Envoyé par Virgil Waldburg 
Dans la mesure où l'architecture ne saurait se contenter de «fabriquer» des maisons tout terrain, ni se limiter à rendre seulement fonctionnelle une habitation, mais que, en tant qu'elle est un art, elle essaie d'harmoniser la construction non seulement avec le paysage environnant mais aussi avec l'esprit et la mentalité des futurs habitants, il importe de connaître le contexte sociologique et spirituel du village actuel. J'ai dit que le village ne constituait plus une communauté comme autrefois. Ceux qu'on appelle les «pasteurs d'âme» s'en rendent bien compte, sans savoir toujours comment s'y prendre pour répondre à la transformation des villages, peut-être aussi parce qu'ils ne veulent pas faire cet effort, leur propre évolution étant différente de celle des villageois. N'insistons pas. Pourquoi l'ancien village constituait-il une communauté ? Sur ce point au moins, je considère que la philosophie marxiste est éclairante quand elle nous apprend que l'homme a la mentalité de ses outils. Il y avait jadis une communauté parce qu'il y avait un esprit commun suscité par un travail commun : l'agriculture. Non seulement le forgeron ou le charron — métiers aujourd'hui disparus — exerçaient un artisanat lié directement à la paysannerie, mais ils avaient en général un petit train d'agriculture, comme le propriétaire du restaurant ou de l'épicerie du village. Les habitations répondaient, dans les conditions alors possibles, à la profession et à la mentalité que cette profession déterminait. S'il subsiste encore des villages à prédominance paysanne, on constate que de plus en plus ils abritent trois catégories de personnes aux intérêts sinon divergents, du moins différents : une minorité d'agriculteurs, une masse plus importante d'ouvriers qui travaillent dans les usines voisines, et un contingent qui ne cesse de croître de citadins qui y disposent d'une résidence secondaire, qu'ils n'occupent que durant les weekends et les vacances. Un nouvel esprit est né dans les villages, qui n'est plus guère communautaire, mais qui se reflète aussi dans le style de l'habitat.

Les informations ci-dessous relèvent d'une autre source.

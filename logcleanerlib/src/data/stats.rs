//! Aggregate statistics for cleaning sessions.
//!
//! The engines return per-file results; the session accumulates them here.
//! Only files that were actually modified contribute.

use std::collections::BTreeMap;
use std::ops::AddAssign;

use serde::{Deserialize, Serialize};

use super::rewriter::RewriteResult;

/// Totals for a statement-cleaning session.
#[derive(Debug, Clone, Default, PartialEq, Eq, Serialize, Deserialize)]
pub struct SessionStats {
    /// Files that had at least one statement removed
    pub files_processed: u64,
    /// Lines removed across all files
    pub lines_removed: u64,
    /// Removed statements per tag, e.g. `"console.log" -> 3`
    pub removed_statements: BTreeMap<String, u64>,
    /// Modified files per extension, e.g. `".py" -> 2`
    pub file_types_processed: BTreeMap<String, u64>,
}

impl SessionStats {
    pub fn new() -> Self {
        Self::default()
    }

    /// Account for one rewritten file. Unmodified files are ignored.
    pub fn record_file(&mut self, extension: &str, result: &RewriteResult) {
        if !result.modified {
            return;
        }
        self.files_processed += 1;
        self.lines_removed += result.lines_removed() as u64;
        *self
            .file_types_processed
            .entry(extension.to_string())
            .or_insert(0) += 1;
        for removal in &result.removals {
            *self
                .removed_statements
                .entry(removal.statement_type.clone())
                .or_insert(0) += 1;
        }
    }

    /// Whether anything was removed.
    pub fn is_empty(&self) -> bool {
        self.files_processed == 0
    }
}

impl AddAssign for SessionStats {
    fn add_assign(&mut self, other: Self) {
        self.files_processed += other.files_processed;
        self.lines_removed += other.lines_removed;
        for (tag, count) in other.removed_statements {
            *self.removed_statements.entry(tag).or_insert(0) += count;
        }
        for (ext, count) in other.file_types_processed {
            *self.file_types_processed.entry(ext).or_insert(0) += count;
        }
    }
}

A quelques exceptions près les villages alsaciens, lorrains ou vosgiens ont, comme ailleurs, une unité dans le groupement des habitations. Il ne s'agit pas en général d'une conformité intellectuelle, telle que la produit l'esthétisme, mais de l'affirmation du sens communautaire, vivifié par l'instinct et l'expérience. La rareté imposait des servitudes qu'on dominait par un effort d'imagination qui équilibrait la régularité et l'irrégularité. Il y a des villages-rues, que je connais bien pour être né dans une agglomération de ce genre et y avoir passé une partie de ma jeunesse : le problème à résoudre était celui de la protection contre le vent. Il y a les villages qui épousent les sinuosités d'un coteau, en tenant compte des points d'eau et des pentes ; les villages anciennement fortifiés, comme ramassés pour la défense, etc. Partout l'esthétique est le fruit d'une contrainte surmontée. Tous ces heims, bourgs, ménils ont résolu un problème géographique, géologique, climatologique dans une unité architecturale typique, sous la pression de nécessités diverses. Cette unité est rompue de nos jours, sous l'effet de la perte du sens communautaire et d'une prétendue liberté qui n'est qu'anarchisme. Le village n'est plus une concentration d'efforts et de significations, mais il tend à la dispersion, à la dissémination. Il s'éparpille dans le désordre et l'inesthétique.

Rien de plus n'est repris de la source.